---- Data to examine

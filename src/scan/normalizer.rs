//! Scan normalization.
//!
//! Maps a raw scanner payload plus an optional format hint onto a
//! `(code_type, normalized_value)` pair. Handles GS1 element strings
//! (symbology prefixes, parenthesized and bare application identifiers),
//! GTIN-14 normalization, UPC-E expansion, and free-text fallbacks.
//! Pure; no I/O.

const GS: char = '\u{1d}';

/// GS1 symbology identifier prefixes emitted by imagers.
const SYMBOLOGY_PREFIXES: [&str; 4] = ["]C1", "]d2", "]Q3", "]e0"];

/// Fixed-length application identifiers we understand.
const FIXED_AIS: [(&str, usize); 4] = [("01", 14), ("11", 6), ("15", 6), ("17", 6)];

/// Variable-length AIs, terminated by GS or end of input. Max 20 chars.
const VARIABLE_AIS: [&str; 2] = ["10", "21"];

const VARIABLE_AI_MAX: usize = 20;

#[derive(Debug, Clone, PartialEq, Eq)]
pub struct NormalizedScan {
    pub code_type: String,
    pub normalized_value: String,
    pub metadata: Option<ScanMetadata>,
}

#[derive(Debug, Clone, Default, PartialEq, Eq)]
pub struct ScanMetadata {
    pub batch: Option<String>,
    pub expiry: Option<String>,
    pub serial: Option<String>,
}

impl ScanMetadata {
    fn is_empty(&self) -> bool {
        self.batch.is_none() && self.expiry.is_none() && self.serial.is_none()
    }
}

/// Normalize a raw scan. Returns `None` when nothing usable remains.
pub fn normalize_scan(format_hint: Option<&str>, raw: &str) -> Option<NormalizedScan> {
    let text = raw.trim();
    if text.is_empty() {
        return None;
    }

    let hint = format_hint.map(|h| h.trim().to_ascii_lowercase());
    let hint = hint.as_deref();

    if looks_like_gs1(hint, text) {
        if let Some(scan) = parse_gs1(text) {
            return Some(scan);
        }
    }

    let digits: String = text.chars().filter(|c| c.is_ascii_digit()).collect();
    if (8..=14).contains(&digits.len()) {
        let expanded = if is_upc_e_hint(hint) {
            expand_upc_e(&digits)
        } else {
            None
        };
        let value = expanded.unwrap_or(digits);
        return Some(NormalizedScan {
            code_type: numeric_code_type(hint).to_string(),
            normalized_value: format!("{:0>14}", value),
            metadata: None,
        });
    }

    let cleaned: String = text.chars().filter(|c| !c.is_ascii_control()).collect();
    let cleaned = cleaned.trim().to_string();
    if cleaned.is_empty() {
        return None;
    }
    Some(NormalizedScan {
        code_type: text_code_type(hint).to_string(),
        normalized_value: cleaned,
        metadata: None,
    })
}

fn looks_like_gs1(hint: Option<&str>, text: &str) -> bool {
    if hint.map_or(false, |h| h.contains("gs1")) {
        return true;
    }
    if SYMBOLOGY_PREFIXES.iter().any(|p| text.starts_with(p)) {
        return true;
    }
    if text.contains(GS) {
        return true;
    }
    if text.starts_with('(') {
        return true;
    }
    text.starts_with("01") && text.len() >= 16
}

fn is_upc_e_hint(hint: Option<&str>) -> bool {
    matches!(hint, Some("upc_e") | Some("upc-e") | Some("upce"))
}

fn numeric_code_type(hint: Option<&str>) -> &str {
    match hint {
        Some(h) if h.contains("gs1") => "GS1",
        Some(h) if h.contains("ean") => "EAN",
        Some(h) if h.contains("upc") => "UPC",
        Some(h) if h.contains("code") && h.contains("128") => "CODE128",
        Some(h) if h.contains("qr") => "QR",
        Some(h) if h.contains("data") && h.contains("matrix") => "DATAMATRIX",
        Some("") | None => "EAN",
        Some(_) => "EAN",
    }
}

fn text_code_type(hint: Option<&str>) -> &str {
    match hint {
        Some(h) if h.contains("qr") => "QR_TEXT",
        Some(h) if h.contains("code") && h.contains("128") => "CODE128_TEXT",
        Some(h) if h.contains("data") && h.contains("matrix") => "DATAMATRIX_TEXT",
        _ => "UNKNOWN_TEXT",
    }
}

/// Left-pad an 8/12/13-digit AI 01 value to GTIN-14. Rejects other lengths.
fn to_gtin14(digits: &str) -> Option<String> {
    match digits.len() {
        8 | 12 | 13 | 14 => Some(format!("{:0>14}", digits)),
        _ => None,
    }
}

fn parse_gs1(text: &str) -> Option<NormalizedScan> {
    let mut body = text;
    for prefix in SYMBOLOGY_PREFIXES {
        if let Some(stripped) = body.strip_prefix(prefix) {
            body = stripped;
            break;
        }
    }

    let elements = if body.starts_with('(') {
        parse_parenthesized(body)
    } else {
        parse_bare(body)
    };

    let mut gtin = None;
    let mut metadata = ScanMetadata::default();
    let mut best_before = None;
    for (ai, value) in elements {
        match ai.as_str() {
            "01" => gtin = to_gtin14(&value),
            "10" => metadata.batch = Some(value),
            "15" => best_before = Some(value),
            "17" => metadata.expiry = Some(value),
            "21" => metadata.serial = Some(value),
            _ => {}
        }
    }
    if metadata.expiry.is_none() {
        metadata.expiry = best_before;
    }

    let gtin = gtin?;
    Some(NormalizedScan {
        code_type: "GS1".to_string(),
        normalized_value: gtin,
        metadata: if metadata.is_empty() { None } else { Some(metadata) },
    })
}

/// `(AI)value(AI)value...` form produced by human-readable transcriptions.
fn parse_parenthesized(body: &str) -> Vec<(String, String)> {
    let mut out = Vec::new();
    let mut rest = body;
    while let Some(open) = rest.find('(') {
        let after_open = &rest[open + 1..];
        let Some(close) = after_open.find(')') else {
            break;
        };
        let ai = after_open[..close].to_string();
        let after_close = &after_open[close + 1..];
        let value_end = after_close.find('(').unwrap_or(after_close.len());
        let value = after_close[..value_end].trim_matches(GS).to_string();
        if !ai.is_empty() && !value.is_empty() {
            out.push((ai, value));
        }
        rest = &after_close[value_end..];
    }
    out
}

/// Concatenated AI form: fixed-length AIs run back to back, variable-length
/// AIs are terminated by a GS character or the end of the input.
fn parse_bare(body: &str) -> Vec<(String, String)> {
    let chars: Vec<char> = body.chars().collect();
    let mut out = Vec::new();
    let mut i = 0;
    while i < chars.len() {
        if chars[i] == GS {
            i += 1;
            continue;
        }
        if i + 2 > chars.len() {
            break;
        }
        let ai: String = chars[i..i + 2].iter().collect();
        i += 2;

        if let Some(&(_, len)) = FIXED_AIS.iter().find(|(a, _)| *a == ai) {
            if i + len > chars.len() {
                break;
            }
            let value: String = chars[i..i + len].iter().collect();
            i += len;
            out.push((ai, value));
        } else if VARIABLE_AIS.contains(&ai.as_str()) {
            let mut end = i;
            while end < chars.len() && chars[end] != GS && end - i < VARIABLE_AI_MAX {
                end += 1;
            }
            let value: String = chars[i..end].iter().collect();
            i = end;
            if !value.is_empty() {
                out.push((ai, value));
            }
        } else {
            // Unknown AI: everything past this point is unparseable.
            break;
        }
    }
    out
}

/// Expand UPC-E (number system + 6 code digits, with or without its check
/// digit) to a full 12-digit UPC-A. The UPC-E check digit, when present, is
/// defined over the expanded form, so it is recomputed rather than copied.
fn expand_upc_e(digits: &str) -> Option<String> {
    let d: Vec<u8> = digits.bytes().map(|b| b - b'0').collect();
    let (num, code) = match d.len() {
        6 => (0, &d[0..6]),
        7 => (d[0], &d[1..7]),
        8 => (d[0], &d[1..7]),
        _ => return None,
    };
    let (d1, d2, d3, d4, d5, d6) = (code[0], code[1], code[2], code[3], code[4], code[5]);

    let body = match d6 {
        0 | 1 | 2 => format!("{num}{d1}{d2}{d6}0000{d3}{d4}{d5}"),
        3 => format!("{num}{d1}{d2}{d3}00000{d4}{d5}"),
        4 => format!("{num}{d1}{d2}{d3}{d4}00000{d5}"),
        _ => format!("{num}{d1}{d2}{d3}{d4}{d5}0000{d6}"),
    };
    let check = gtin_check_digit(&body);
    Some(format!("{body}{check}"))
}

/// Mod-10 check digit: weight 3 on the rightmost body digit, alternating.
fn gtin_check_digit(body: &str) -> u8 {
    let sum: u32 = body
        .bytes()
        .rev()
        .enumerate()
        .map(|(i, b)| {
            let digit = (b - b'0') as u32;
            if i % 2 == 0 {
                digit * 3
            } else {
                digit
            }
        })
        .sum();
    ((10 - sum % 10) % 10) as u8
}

--------

• About this task:
Go to the line with "identifiers we understand." in the entries above and repeat every line from there through the line with "let digits: String", exactly and with no other text.

• The completed task:
/// Fixed-length application identifiers we understand.
const FIXED_AIS: [(&str, usize); 4] = [("01", 14), ("11", 6), ("15", 6), ("17", 6)];

/// Variable-length AIs, terminated by GS or end of input. Max 20 chars.
const VARIABLE_AIS: [&str; 2] = ["10", "21"];

const VARIABLE_AI_MAX: usize = 20;

#[derive(Debug, Clone, PartialEq, Eq)]
pub struct NormalizedScan {
    pub code_type: String,
    pub normalized_value: String,
    pub metadata: Option<ScanMetadata>,
}

#[derive(Debug, Clone, Default, PartialEq, Eq)]
pub struct ScanMetadata {
    pub batch: Option<String>,
    pub expiry: Option<String>,
    pub serial: Option<String>,
}

impl ScanMetadata {
    fn is_empty(&self) -> bool {
        self.batch.is_none() && self.expiry.is_none() && self.serial.is_none()
    }
}

/// Normalize a raw scan. Returns `None` when nothing usable remains.
pub fn normalize_scan(format_hint: Option<&str>, raw: &str) -> Option<NormalizedScan> {
    let text = raw.trim();
    if text.is_empty() {
        return None;
    }

    let hint = format_hint.map(|h| h.trim().to_ascii_lowercase());
    let hint = hint.as_deref();

    if looks_like_gs1(hint, text) {
        if let Some(scan) = parse_gs1(text) {
            return Some(scan);
        }
    }

    let digits: String = text.chars().filter(|c| c.is_ascii_digit()).collect();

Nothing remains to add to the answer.